6. A heavy-duty transport AGV with a lifting platform function according to claim 1, characterized in that: The hydraulic lifting device (5) includes a hydraulic pump station (501), a lifting assembly (502), and a hydraulic pipeline (503); the hydraulic pump station (501) includes a hydraulic oil tank and a hydraulic pump; the lifting assembly (502) includes a hydraulic cylinder (5021), and a fixed short shaft (5022) is provided on the output shaft of the hydraulic cylinder (5021); a balance fixing plate (5024) is provided on the fixed short shaft (5022); the balance fixing plate (5024) and the fixed short shaft (5022) are hinged by a hinge pin (5023); a hydraulic lock (5025) is also provided on the cylinder body of the hydraulic cylinder (5021); the hydraulic pump station (501) and the lifting assembly (502) are connected by a hydraulic pipeline (503).
7. A heavy-duty transport AGV with a lifting platform function according to claim 1, characterized in that: The lifting platform (6) includes a platform frame (601); the platform frame (601) is a frame structure, and a cylinder mounting plate (603) is provided on its bottom end face, the number and position of which match the lifting assembly (502); a bearing plate (602) is provided on the upper end face of the platform frame (601); a number of inspection covers (604) are provided on the bearing plate (602); a number of screw holes are also provided on the platform frame (601) and the bearing plate (602), the positions of the screw holes should be symmetrical to each other, and a lifting ring (605) can be screwed into the screw hole.
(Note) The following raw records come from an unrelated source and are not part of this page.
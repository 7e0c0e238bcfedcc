//! HTTP protocol handling subsystem.
//!
//! # Data Flow
//! ```text
//! TCP connection
//!     → server.rs (Axum setup, request ID + trace layers)
//!     → request.rs (request ID, client identity)
//!     → rate limiter → load balancer → backend
//!     → response.rs (JSON bodies for locally generated responses)
//!     → Send to client
//! ```

pub mod request;
pub mod response;
pub mod server;

pub use request::{client_identity, X_REQUEST_ID};
pub use response::{ErrorBody, MessageBody};
pub use server::{AppState, HttpServer};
8. A heavy-duty transport AGV with a lifting platform function according to claim 1, characterized in that: The chassis frame (1) is provided with an exterior protective cover (7) which is a sheet metal bending part cover; the exterior protective cover (7) is provided with a safety navigation device (8); the safety navigation device (8) includes obstacle avoidance laser radar (801), sound and light alarm (802), and navigation laser radar (805) located at the four corners of the vehicle body; mechanical buffers (804) located at the ends of the vehicle body that are moving forward and backward; emergency stop buttons (806) located on both sides of the vehicle body in the length direction; and safety contact edges (803) arranged around the bottom of the vehicle body.
9. A heavy-duty transport AGV with a lifting platform function according to claim 8, characterized in that: The safety contact edge (803) is a strip structure including a flexible insulating jacket (8031). The flexible insulating jacket (8031) is a rubber skeleton structure with a support frame inside forming a space cavity for touch buffering. It also has an upper conductive rubber layer (8032) and a lower conductive rubber layer (8033) inside, with a hollow partition between the upper conductive rubber layer (8032) and the lower conductive rubber layer (8033). Conductive wires (8034) are respectively provided inside the upper conductive rubber layer (8032) and the lower conductive rubber layer (8033). A concave groove is provided at the bottom of the flexible insulating jacket (8031), and the concave groove is used to set the mounting bracket (8035).